Hello & Happy Sunday to everyone! It was great to see so much response and conversation on last Sunday's post, so for those that missed it, we're doing a "roll call" so everyone that follows (those that comment as well as those that just read) can sound off and tell everyone a little about themselves....anonymously, if you prefer, of course :) Just include the following - can look at last Sundays post to get an idea of the format: State/country you live in, marital status, kiddo status, Issues, Goals and Sobriety Date or current status with alcohol. Would be great to see some additional comments from those that read & follow :)

I'm in the midst of reading "Best Kept Secret" and the passage I was reading before I fell asleep last nite around midnite sent chills up & down my spine and they were still there when I woke up this morning. It reminded me of this from my drinking days:

I remember my heart beating faster and faster the closer and closer I got to the liquor store - wow - noticed it back then, but didn't really pay much attention to it or attribute it to the fact that I might have a problem. The other was being completely out of alcohol and absolutely needing it NOW....but what about the kids???....they're asleep - they won't even know I left...I'll be right back - and then running off in my car to the liquor store before they closed at 11 p.m. - WTF!!!!! What was I thinking??? What if something would have happened, what if they would have woken up and found that I wasn't there? These questions didn't haunt me at the time when I was actually leaving them home alone to get to the liquor store, but oh boy do they haunt me now!
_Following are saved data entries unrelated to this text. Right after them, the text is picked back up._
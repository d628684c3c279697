//! EMR stage: data-plane EKS clusters, IRSA, Spark Operator, and EMR
//! virtual clusters

use crate::{
    aws::{eks, iam, POLL_INTERVAL},
    config::{ClusterConfig, Config},
    error::Error,
    stage::common,
    templates, util,
};
use aws_config::SdkConfig;
use aws_sdk_emrcontainers::types::{
    ContainerInfo, ContainerProvider, ContainerProviderType, EksInfo, VirtualClusterState,
};
use std::time::Duration;
use tracing::{debug, info};

/// Helm release name and chart source of the Spark Operator
const SPARK_OPERATOR_RELEASE: &str = "spark-operator";
const SPARK_OPERATOR_REPO: &str = "https://kubeflow.github.io/spark-operator";

/// Service-linked role EMR uses to reach the cluster
const EMR_SERVICE_LINKED_ROLE: &str = "AWSServiceRoleForAmazonEMRContainers";

/// How long to wait for a virtual cluster to terminate
const VIRTUAL_CLUSTER_TIMEOUT: Duration = Duration::from_secs(15 * 60);

/// Ids of virtual clusters attached to an EKS cluster that are not
/// terminated
pub async fn active_virtual_clusters(
    client: &aws_sdk_emrcontainers::Client,
    eks_cluster: &str,
) -> Result<Vec<(String, String)>, Error> {
    let mut results = Vec::new();
    let mut token: Option<String> = None;
    loop {
        let mut request = client
            .list_virtual_clusters()
            .container_provider_id(eks_cluster)
            .container_provider_type(ContainerProviderType::Eks)
            .states(VirtualClusterState::Running)
            .states(VirtualClusterState::Arrested);
        if let Some(t) = token.take() {
            request = request.next_token(t);
        }
        let resp = request.send().await.map_err(|e| Error::AwsEmrContainers {
            operation: "ListVirtualClusters",
            source: Box::new(aws_sdk_emrcontainers::Error::from(e.into_service_error())),
        })?;
        for vc in resp.virtual_clusters() {
            if let (Some(id), Some(name)) = (vc.id(), vc.name()) {
                results.push((id.to_string(), name.to_string()));
            }
        }
        match resp.next_token() {
            Some(next) => token = Some(next.to_string()),
            None => break,
        }
    }
    Ok(results)
}

/// Creates the virtual cluster mapping a namespace onto EMR unless it
/// already exists, returning its id
async fn ensure_virtual_cluster(
    client: &aws_sdk_emrcontainers::Client,
    eks_cluster: &str,
    name: &str,
    namespace: &str,
) -> Result<String, Error> {
    for (id, existing) in active_virtual_clusters(client, eks_cluster).await? {
        if existing == name {
            info!(name, id = id.as_str(), "virtual cluster already exists");
            return Ok(id);
        }
    }

    info!(name, eks_cluster, namespace, "creating virtual cluster");
    let resp = client
        .create_virtual_cluster()
        .name(name)
        .container_provider(
            ContainerProvider::builder()
                .id(eks_cluster)
                .r#type(ContainerProviderType::Eks)
                .info(ContainerInfo::EksInfo(
                    EksInfo::builder().namespace(namespace).build(),
                ))
                .build()?,
        )
        .send()
        .await
        .map_err(|e| Error::AwsEmrContainers {
            operation: "CreateVirtualCluster",
            source: Box::new(aws_sdk_emrcontainers::Error::from(e.into_service_error())),
        })?;
    resp.id()
        .map(str::to_string)
        .ok_or(Error::ResourceNotFound {
            what: format!("created virtual cluster id for {name}"),
        })
}

/// Deletes a virtual cluster and waits until it is terminated
async fn delete_virtual_cluster(
    client: &aws_sdk_emrcontainers::Client,
    id: &str,
) -> Result<(), Error> {
    client
        .delete_virtual_cluster()
        .id(id)
        .send()
        .await
        .map_err(|e| Error::AwsEmrContainers {
            operation: "DeleteVirtualCluster",
            source: Box::new(aws_sdk_emrcontainers::Error::from(e.into_service_error())),
        })?;

    let mut interval = tokio::time::interval(POLL_INTERVAL);
    let start = std::time::Instant::now();
    loop {
        interval.tick().await;
        if start.elapsed() > VIRTUAL_CLUSTER_TIMEOUT {
            return Err(Error::WaitTimeout {
                what: format!("virtual cluster {id} to terminate"),
            });
        }
        let resp = client
            .describe_virtual_cluster()
            .id(id)
            .send()
            .await
            .map_err(|e| Error::AwsEmrContainers {
                operation: "DescribeVirtualCluster",
                source: Box::new(aws_sdk_emrcontainers::Error::from(e.into_service_error())),
            })?;
        let state = resp
            .virtual_cluster()
            .and_then(|vc| vc.state())
            .map(|s| s.as_str().to_string())
            .unwrap_or_default();
        if state == "TERMINATED" {
            info!(id, "virtual cluster terminated");
            return Ok(());
        }
        debug!(id, state = state.as_str(), "virtual cluster terminating");
    }
}

/// Installs the Spark Operator into a cluster via Helm
async fn install_spark_operator(eks_cluster: &str) -> Result<(), Error> {
    util::run(
        "helm",
        &[
            "repo",
            "add",
            SPARK_OPERATOR_RELEASE,
            SPARK_OPERATOR_REPO,
            "--force-update",
        ],
    )
    .await?;
    util::run(
        "helm",
        &[
            "upgrade",
            "--install",
            SPARK_OPERATOR_RELEASE,
            "spark-operator/spark-operator",
            "--namespace",
            "spark-operator",
            "--create-namespace",
            "--kube-context",
            eks_cluster,
            "--wait",
        ],
    )
    .await?;
    info!(eks_cluster, "spark operator installed");
    Ok(())
}

/// Brings one data-plane cluster to its target state
async fn deploy_cluster(
    config: &Config,
    aws: &SdkConfig,
    account: &str,
    cluster: &ClusterConfig,
) -> Result<(), Error> {
    let eks_cluster = config.eks_cluster(&cluster.name);
    let issuer = common::ensure_platform_cluster(
        aws,
        config,
        account,
        &eks_cluster,
        &cluster.version,
        &cluster.instance_type,
        cluster.nodes,
    )
    .await?;

    // Job execution role: created with the base service trust, then the
    // trust policy is patched with the OIDC federation statement
    let iam_client = crate::aws::iam_client(aws);
    let role = config.job_execution_role(&cluster.name);
    iam::ensure_role(
        &iam_client,
        &role,
        &iam::service_trust_policy("emr-containers.amazonaws.com"),
    )
    .await?;
    iam::patch_trust_policy(
        &iam_client,
        &role,
        &iam::emr_job_trust_policy(account, &issuer, &cluster.namespace),
    )
    .await?;
    iam::put_inline_policy(
        &iam_client,
        &role,
        "spark-event-logs",
        &iam::log_bucket_policy(&config.log_bucket(account), true),
    )
    .await?;

    // Namespace RBAC for the EMR control plane, plus the access entry
    // mapping its service-linked role onto the emr-containers user
    eks::update_kubeconfig(&config.region, &eks_cluster).await?;
    let workspace = util::workspace_directory(Some(&config.name));
    let rbac = util::write_artifact(
        &workspace,
        &format!("emr-rbac-{}.yaml", cluster.name),
        &templates::render_emr_rbac(&cluster.namespace),
    )?;
    util::run(
        "kubectl",
        &[
            "apply",
            "--context",
            &eks_cluster,
            "-f",
            &rbac.display().to_string(),
        ],
    )
    .await?;
    let eks_client = crate::aws::eks_client(aws);
    eks::ensure_access_entry(
        &eks_client,
        &eks_cluster,
        &format!(
            "arn:aws:iam::{account}:role/aws-service-role/emr-containers.amazonaws.com/{EMR_SERVICE_LINKED_ROLE}"
        ),
        "emr-containers",
    )
    .await?;

    install_spark_operator(&eks_cluster).await?;

    let emr_client = crate::aws::emr_client(aws);
    ensure_virtual_cluster(
        &emr_client,
        &eks_cluster,
        &config.virtual_cluster(&cluster.name),
        &cluster.namespace,
    )
    .await?;
    Ok(())
}

pub async fn deploy(config: &Config, aws: &SdkConfig, account: &str) -> Result<(), Error> {
    for cluster in &config.clusters {
        info!(cluster = cluster.name.as_str(), "deploying data-plane cluster");
        deploy_cluster(config, aws, account, cluster).await?;
    }
    Ok(())
}

pub async fn destroy(config: &Config, aws: &SdkConfig, account: &str) -> Result<(), Error> {
    let emr_client = crate::aws::emr_client(aws);
    let eks_client = crate::aws::eks_client(aws);
    let iam_client = crate::aws::iam_client(aws);

    for cluster in &config.clusters {
        let eks_cluster = config.eks_cluster(&cluster.name);

        for (id, name) in active_virtual_clusters(&emr_client, &eks_cluster).await? {
            info!(id = id.as_str(), name = name.as_str(), "deleting virtual cluster");
            delete_virtual_cluster(&emr_client, &id).await?;
        }

        // The operator release only needs uninstalling while the cluster is
        // still around; cluster deletion takes it along otherwise
        if eks::cluster_status(&eks_client, &eks_cluster).await?.is_some() {
            eks::update_kubeconfig(&config.region, &eks_cluster).await?;
            util::run(
                "helm",
                &[
                    "uninstall",
                    SPARK_OPERATOR_RELEASE,
                    "--namespace",
                    "spark-operator",
                    "--kube-context",
                    &eks_cluster,
                    "--ignore-not-found",
                ],
            )
            .await?;
        }

        common::delete_platform_cluster(aws, account, &eks_cluster).await?;
        iam::delete_role_if_exists(&iam_client, &config.job_execution_role(&cluster.name)).await?;
    }
    Ok(())
}
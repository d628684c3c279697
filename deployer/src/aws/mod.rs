//! AWS SDK client construction and account identity

use crate::error::Error;
use aws_config::{retry::RetryConfig, BehaviorVersion, SdkConfig};
pub use aws_config::Region;
use std::time::Duration;

pub mod acm;
pub mod cloudformation;
pub mod eks;
pub mod iam;
pub mod pca;
pub mod resolve;
pub mod route53;
pub mod s3;

/// Interval between polls of a pending AWS resource
pub const POLL_INTERVAL: Duration = Duration::from_secs(15);

/// Loads SDK configuration for a region with adaptive retries
pub async fn sdk_config(region: Region) -> SdkConfig {
    let retry = RetryConfig::adaptive()
        .with_max_attempts(10)
        .with_initial_backoff(Duration::from_millis(500))
        .with_max_backoff(Duration::from_secs(30));
    aws_config::defaults(BehaviorVersion::latest())
        .region(region)
        .retry_config(retry)
        .load()
        .await
}

pub fn cloudformation_client(config: &SdkConfig) -> aws_sdk_cloudformation::Client {
    aws_sdk_cloudformation::Client::new(config)
}

pub fn ec2_client(config: &SdkConfig) -> aws_sdk_ec2::Client {
    aws_sdk_ec2::Client::new(config)
}

pub fn s3_client(config: &SdkConfig) -> aws_sdk_s3::Client {
    aws_sdk_s3::Client::new(config)
}

pub fn eks_client(config: &SdkConfig) -> aws_sdk_eks::Client {
    aws_sdk_eks::Client::new(config)
}

pub fn iam_client(config: &SdkConfig) -> aws_sdk_iam::Client {
    aws_sdk_iam::Client::new(config)
}

pub fn emr_client(config: &SdkConfig) -> aws_sdk_emrcontainers::Client {
    aws_sdk_emrcontainers::Client::new(config)
}

pub fn ecr_client(config: &SdkConfig) -> aws_sdk_ecr::Client {
    aws_sdk_ecr::Client::new(config)
}

pub fn acm_client(config: &SdkConfig) -> aws_sdk_acm::Client {
    aws_sdk_acm::Client::new(config)
}

pub fn pca_client(config: &SdkConfig) -> aws_sdk_acmpca::Client {
    aws_sdk_acmpca::Client::new(config)
}

pub fn route53_client(config: &SdkConfig) -> aws_sdk_route53::Client {
    aws_sdk_route53::Client::new(config)
}

pub fn elb_client(config: &SdkConfig) -> aws_sdk_elasticloadbalancingv2::Client {
    aws_sdk_elasticloadbalancingv2::Client::new(config)
}

/// Resolves the AWS account id of the active credentials
pub async fn account_id(config: &SdkConfig) -> Result<String, Error> {
    let client = aws_sdk_sts::Client::new(config);
    let identity = client
        .get_caller_identity()
        .send()
        .await
        .map_err(|e| Error::AwsSts {
            operation: "GetCallerIdentity",
            source: Box::new(aws_sdk_sts::Error::from(e.into_service_error())),
        })?;
    identity
        .account()
        .map(str::to_string)
        .ok_or(Error::ResourceNotFound {
            what: "caller identity account id".to_string(),
        })
}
Looking back at my behaviors after being sober for quite a while, I am utterly shocked at the lengths that I went to for my vodka...guess I just didn't see it or realize it back then when I was actively drinking...scary to think about, but always remember this.....don't dwell on the past, but don't forget it either....when I tend to forget how it was, I begin to teeter and toy with silly ideas that I can drink like the normies....so I've made it my mission to never forget my past and my stories and what it was like, cuz I don't ever wanna go back there again!

Great book by the way - really quick read for me - I started yesterday and will be done with it tonite before I go to bed :)

Hope everyone had a super sober weekend - I know "somebody" that follows on here that could share her amazing story of a "victory" this past weekend - only if she wants to though and anonymously of course!

Hugs to all!

Annette
Guest posting for Em

9 comments:

  1. Hi Annette, Thanks for your post. I don't know what you are talking about. Are you referring to the book you're reading or real life events?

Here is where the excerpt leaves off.